● **Task to carry out**: All entries must be set down once more, precisely as given.

● **Records for this task**:

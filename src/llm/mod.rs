mod client;
mod prompt;
mod types;

pub use client::{LlmClient, OpenAiClient};
pub use prompt::SYSTEM_CONTEXT;
pub use types::{
    ChatMessage, Choice, CompletionRequest, CompletionResponse, ResponseMessage, Role,
};
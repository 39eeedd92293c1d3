use serde::{Deserialize, Serialize};
use std::fmt;

#[derive(Debug, Clone, Default, Serialize, Deserialize)]
pub struct Config {
    #[serde(default)]
    pub server: ServerConfig,
    #[serde(default)]
    pub llm: LlmConfig,
}

#[derive(Debug, Clone, Serialize, Deserialize)]
pub struct ServerConfig {
    #[serde(default = "default_host")]
    pub host: String,
    #[serde(default = "default_port")]
    pub port: u16,
    #[serde(default)]
    pub mode: RunMode,
    #[serde(default)]
    pub logs: LogsConfig,
    #[serde(default = "default_allowed_origins")]
    pub allowed_origins: Vec<String>,
}

#[derive(Debug, Clone, Serialize, Deserialize)]
pub struct LlmConfig {
    #[serde(default = "default_base_url")]
    pub base_url: String,
    #[serde(default)]
    pub api_key: Option<String>,
    #[serde(default = "default_model")]
    pub model: String,
    #[serde(default = "default_timeout_secs")]
    pub timeout_secs: u64,
}

#[derive(Debug, Clone, Serialize, Deserialize)]
pub struct LogsConfig {
    #[serde(default = "default_log_level")]
    pub level: String,
}

#[derive(Debug, Clone, Copy, Default, PartialEq, Eq, Serialize, Deserialize)]
#[serde(rename_all = "snake_case")]
pub enum RunMode {
    #[default]
    Debug,
    Release,
}

impl fmt::Display for RunMode {
    fn fmt(&self, f: &mut fmt::Formatter<'_>) -> fmt::Result {
        match self {
            Self::Debug => write!(f, "debug"),
            Self::Release => write!(f, "release"),
        }
    }
}

impl std::str::FromStr for RunMode {
    type Err = String;

    fn from_str(s: &str) -> Result<Self, Self::Err> {
        match s.trim().to_ascii_lowercase().as_str() {
            "debug" => Ok(Self::Debug),
            "release" => Ok(Self::Release),
            other => Err(format!(
                "Invalid run mode: '{}'. Valid modes: debug, release",
                other
            )),
        }
    }
}

impl Default for ServerConfig {
    fn default() -> Self {
        Self {
            host: default_host(),
            port: default_port(),
            mode: RunMode::default(),
            logs: LogsConfig::default(),
            allowed_origins: default_allowed_origins(),
        }
    }
}

impl Default for LlmConfig {
    fn default() -> Self {
        Self {
            base_url: default_base_url(),
            api_key: None,
            model: default_model(),
            timeout_secs: default_timeout_secs(),
        }
    }
}

impl Default for LogsConfig {
    fn default() -> Self {
        Self {
            level: default_log_level(),
        }
    }
}

impl LlmConfig {
    pub fn completions_url(&self) -> String {
        format!("{}/chat/completions", self.base_url.trim_end_matches('/'))
    }
}

fn default_host() -> String {
    "0.0.0.0".to_string()
}

fn default_port() -> u16 {
    8080
}

fn default_log_level() -> String {
    "info".to_string()
}

fn default_allowed_origins() -> Vec<String> {
    vec![
        "http://localhost:9003".to_string(),
        "https://sendaigo.jp".to_string(),
        "http://sendaigo.jp".to_string(),
    ]
}

fn default_base_url() -> String {
    "https://api.openai.com/v1".to_string()
}

fn default_model() -> String {
    "gpt-4o-mini".to_string()
}

fn default_timeout_secs() -> u64 {
    30
}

● **Task result**:
filename src/llm/mod.rs
mod client;
mod prompt;
mod types;

pub use client::{LlmClient, OpenAiClient};
pub use prompt::SYSTEM_CONTEXT;
pub use types::{
    ChatMessage, Choice, CompletionRequest, CompletionResponse, ResponseMessage, Role,
};
repository 39eeedd92293c1d3
use serde::{Deserialize, Serialize};
use std::fmt;

#[derive(Debug, Clone, Default, Serialize, Deserialize)]
pub struct Config {
    #[serde(default)]
    pub server: ServerConfig,
    #[serde(default)]
    pub llm: LlmConfig,
}

#[derive(Debug, Clone, Serialize, Deserialize)]
pub struct ServerConfig {
    #[serde(default = "default_host")]
    pub host: String,
    #[serde(default = "default_port")]
    pub port: u16,
    #[serde(default)]
    pub mode: RunMode,
    #[serde(default)]
    pub logs: LogsConfig,
    #[serde(default = "default_allowed_origins")]
    pub allowed_origins: Vec<String>,
}

#[derive(Debug, Clone, Serialize, Deserialize)]
pub struct LlmConfig {
    #[serde(default = "default_base_url")]
    pub base_url: String,
    #[serde(default)]
    pub api_key: Option<String>,
    #[serde(default = "default_model")]
    pub model: String,
    #[serde(default = "default_timeout_secs")]
    pub timeout_secs: u64,
}

#[derive(Debug, Clone, Serialize, Deserialize)]
pub struct LogsConfig {
    #[serde(default = "default_log_level")]
    pub level: String,
}

#[derive(Debug, Clone, Copy, Default, PartialEq, Eq, Serialize, Deserialize)]
#[serde(rename_all = "snake_case")]
pub enum RunMode {
    #[default]
    Debug,
    Release,
}

impl fmt::Display for RunMode {
    fn fmt(&self, f: &mut fmt::Formatter<'_>) -> fmt::Result {
        match self {
            Self::Debug => write!(f, "debug"),
            Self::Release => write!(f, "release"),
        }
    }
}

impl std::str::FromStr for RunMode {
    type Err = String;

    fn from_str(s: &str) -> Result<Self, Self::Err> {
        match s.trim().to_ascii_lowercase().as_str() {
            "debug" => Ok(Self::Debug),
            "release" => Ok(Self::Release),
            other => Err(format!(
                "Invalid run mode: '{}'. Valid modes: debug, release",
                other
            )),
        }
    }
}

impl Default for ServerConfig {
    fn default() -> Self {
        Self {
            host: default_host(),
            port: default_port(),
            mode: RunMode::default(),
            logs: LogsConfig::default(),
            allowed_origins: default_allowed_origins(),
        }
    }
}

impl Default for LlmConfig {
    fn default() -> Self {
        Self {
            base_url: default_base_url(),
            api_key: None,
            model: default_model(),
            timeout_secs: default_timeout_secs(),
        }
    }
}

impl Default for LogsConfig {
    fn default() -> Self {
        Self {
            level: default_log_level(),
        }
    }
}

impl LlmConfig {
    pub fn completions_url(&self) -> String {
        format!("{}/chat/completions", self.base_url.trim_end_matches('/'))
    }
}

fn default_host() -> String {
    "0.0.0.0".to_string()
}

fn default_port() -> u16 {
    8080
}

fn default_log_level() -> String {
    "info".to_string()
}

fn default_allowed_origins() -> Vec<String> {
    vec![
        "http://localhost:9003".to_string(),
        "https://sendaigo.jp".to_string(),
        "http://sendaigo.jp".to_string(),
    ]
}

fn default_base_url() -> String {
    "https://api.openai.com/v1".to_string()
}

fn default_model() -> String {
    "gpt-4o-mini".to_string()
}

fn default_timeout_secs() -> u64 {
    30
}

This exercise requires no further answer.